Wir stehen in Kontakt mit all unseren Kräften. Wir haben Verbindungen zu unseren Kräften von Amanos bis zum Schwarzen Meer, von Dersim bis nach Serhat. Gegenwärtig gibt es kein ernstes Hemmnis des Lösungsprozesses. Die Öffentlichkeit muss auch verstehen, dass das Erreichen der Meder-Verteidigungsgebiete eine gewisse Zeit beansprucht.

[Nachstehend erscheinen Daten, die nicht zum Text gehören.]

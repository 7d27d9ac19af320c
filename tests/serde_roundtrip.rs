mod util;

use flux_mesh::geometry::point::Point2;
use flux_mesh::mesh::AdaptiveMesh;
use flux_mesh::mesh::snapshot::MeshSnapshot;
use flux_mesh::transmission::{ParameterReport, TransmissionOptions, TransmissionReport};
use util::{broken_at, jump_at_half, undefined_beyond, unit_square};

#[test]
fn options_fill_missing_fields_with_defaults() {
    let opts: TransmissionOptions = serde_json::from_str(r#"{ "n_divide": 25 }"#).unwrap();
    assert_eq!(opts.n_divide, 25);
    assert_eq!(opts.length_threshold, None);
    assert_eq!(opts.area_threshold, TransmissionOptions::default().area_threshold);
    assert_eq!(opts.max_iterations, TransmissionOptions::default().max_iterations);

    let opts = TransmissionOptions::default().with_length_threshold(2.5);
    let json = serde_json::to_string(&opts).unwrap();
    let back: TransmissionOptions = serde_json::from_str(&json).unwrap();
    assert_eq!(back.length_threshold, Some(2.5));
    assert_eq!(back.n_divide, opts.n_divide);
    assert!((back.area_threshold - opts.area_threshold).abs() < 1e-15);
}

#[test]
fn snapshot_survives_json_with_undefined_images() {
    let mut mesh = AdaptiveMesh::new(&unit_square(), undefined_beyond).unwrap();
    mesh.refine_invalid_triangles(10).unwrap();
    let skip = vec![false; mesh.num_triangles()];
    let snap = mesh.snapshot(&skip).unwrap();
    assert!(!snap.delaunay);
    assert!(snap.image.iter().any(Option::is_none));

    let json = serde_json::to_string(&snap).unwrap();
    let back: MeshSnapshot = serde_json::from_str(&json).unwrap();
    assert_eq!(back.version, snap.version);
    assert_eq!(back.simplices, snap.simplices);
    assert_eq!(back.skip, snap.skip);
    assert_eq!(back.delaunay, snap.delaunay);
    // JSON floats are compared loosely, parsing may be off by an ulp
    for (p, q) in back.domain.iter().zip(&snap.domain) {
        assert!(p.dist_sq(q) < 1e-24);
    }
    assert_eq!(back.image_points().len(), mesh.num_points());
    for (p, q) in back.image_points().iter().zip(mesh.image_points()) {
        assert_eq!(p.is_defined(), q.is_defined());
    }
}

#[test]
fn snapshot_keeps_only_unskipped_triangles() {
    let mut mesh = AdaptiveMesh::new(&unit_square(), jump_at_half).unwrap();
    mesh.refine_broken_triangles(broken_at(5.0), 10).unwrap();
    let skip = mesh.broken_triangles(mesh.simplices(), Some(5.0));
    let snap = mesh.snapshot(&skip).unwrap();
    let kept = skip.iter().filter(|&&s| !s).count();
    assert_eq!(snap.kept_simplices().count(), kept);
    assert!(mesh.snapshot(&skip[1..]).is_err());
}

#[test]
fn reports_roundtrip() {
    let report = TransmissionReport {
        parameters: vec![
            ParameterReport {
                index: 0,
                iterations: 3,
                converged: true,
                points: 120,
                triangles: 210,
                skipped: 4,
            },
            ParameterReport {
                index: 1,
                iterations: 64,
                converged: false,
                points: 980,
                triangles: 1900,
                skipped: 31,
            },
        ],
    };
    let json = serde_json::to_value(&report).unwrap();
    assert_eq!(json["parameters"][1]["converged"], false);
    let back: TransmissionReport = serde_json::from_value(json).unwrap();
    assert_eq!(back, report);
    assert!(!back.all_converged());
    assert_eq!(back.total_points(), 1100);
}

#[test]
fn point_serializes_as_named_fields() {
    let json = serde_json::to_string(&Point2::new(1.5, -2.0)).unwrap();
    assert_eq!(json, r#"{"x":1.5,"y":-2.0}"#);
}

Können Sie ein Datum nennen?
In Kürze werden die ersten Gruppen eintreffen. Die anderen Gruppen sind alle auf dem Weg. Das werden wir der gesamten Öffentlichkeit präsentieren. Die Presse kann kommen und unsere ersten Gruppen beobachten. Der Prozess läuft von unserer Seite her transparent.
Wann ist diese Phase beendet?
Wir wollen als HPG so schnell wie nur möglich die erste Etappe abschließen. Durch die Naturbedingungen und den Bewegungen der Armee des türkischen Staates kann es zu Verzögerungen kommen.
Vor einiger Zeit haben Sie im Namen der HPG auf die Staudämme und den Aufbau von Polizeistationen aufmerksam gemacht. Dies wurde von Ankara als Drohung aufgefasst. Haben Sie Ankara gedroht?
Wir haben es nicht nötig jemanden zu bedrohen, noch war dies unsere Absicht. Wir machen nur auf die Punkte aufmerksam, die diese Phase behindern könnten. Während eines begonnenen demokratischen Lösungsprozesses neue Polizeistationen aufzubauen und den Bau von militärstrategischen Staudämmen zu erlauben, weckt Zweifel. Dies alles schadet dem Prozess. Wir wollen dies nicht. Das ist unser Hauptanliegen. Wir haben zu einer konkreten Situation eine Analyse und verschiedene Warnungen ausgegeben.
Gelten diese Warnungen immer noch?
Natürlich. Im Schatten des oben beschriebenen kann man keine demokratische Politik machen. Es muss die Anzahl der Polizeistationen verringert werden.
Es gibt Stimmen, die das Zusammenziehen der Guerilla in den Meder-Verteidigungsgebieten als Drohung ansehen. Was sagen Sie dazu?
Wir sehen den Rückzug als Voraussetzung. Es gibt keinen Grund, dies als Drohung auffassen. Wir werden unsere Waffen nicht gegen die Türkei, den Iran, Syrien oder gegen ein anderes Land richten. Wir haben keine Absicht unsere Waffen gegen jemanden zu richten, der uns nicht angreift. Wir werden nur zur Selbstverteidigung mit unseren Waffen weiter in den Meder-Verteidigungsgebieten bleiben.
Delegationen und Beobachter wollen die Phase verfolgen. Was denken Sie als HPG darüber?
Wir sind darüber nicht beunruhigt, dass unabhängige Kreise und zivilgesellschaftliche Organisationen den Prozess beobachten wollen. Im Gegenteil finden wir für einen guten Verlauf ohne Provokationen diese Initiativen zur Beobachtung positiv.